Task material: Begin
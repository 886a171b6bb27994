// SPDX-License-Identifier: GPL-3.0-only

//! glyuv - GL capability negotiation and YUV->RGB program generation
//!
//! Draws planar YUV frames through whatever an immediate-mode GL context
//! offers: NVIDIA register combiners, ATI fragment shaders or ARB fragment
//! programs with optional lookup textures for gamma and bicubic scaling.
//!
//! # Architecture
//!
//! - [`gpu`]: the [`Gl`](gpu::Gl) dispatch trait, capability resolution,
//!   texture helpers and context lifecycle
//! - [`shaders`]: colour math, lookup tables and program text generation
//! - [`pipelines`]: conversion setup and per-frame activation
//! - [`media`]: frame pixel formats and their GL texture formats
//! - [`config`]: persisted render settings
//!
//! # Example
//!
//! ```ignore
//! let functions = context.resolve_functions(gl.get_string(GL_EXTENSIONS).as_deref());
//! let method = supported_methods(&functions)[0];
//! let mut converter = YuvConverter::new();
//! converter.setup(&gl, GL_TEXTURE_2D, &YuvConversion::uniform(Scaler::Bilinear, method),
//!     &ColorAdjustment::NEUTRAL, (1024, 512))?;
//! converter.enable(&gl);
//! ```

pub mod config;
pub mod constants;
pub mod errors;
pub mod gpu;
pub mod media;
pub mod pipelines;
pub mod shaders;

// Re-export commonly used types
pub use config::RenderConfig;
pub use errors::{GlError, GlResult};
pub use gpu::{ExtFunc, ExtensionFunctions, Gl};
pub use media::PixelFormat;
pub use pipelines::{ConversionState, YuvConverter, setup_yuv_conversion};
pub use shaders::{ColorAdjustment, ConversionMethod, Scaler, YuvConversion, supported_methods};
Task material: End
### [Action item]
Scan the data for lines containing "ColorAdjustment" and copy all of them.

### [Expected output]
//!     &ColorAdjustment::NEUTRAL, (1024, 512))?;
pub use shaders::{ColorAdjustment, ConversionMethod, Scaler, YuvConversion, supported_methods};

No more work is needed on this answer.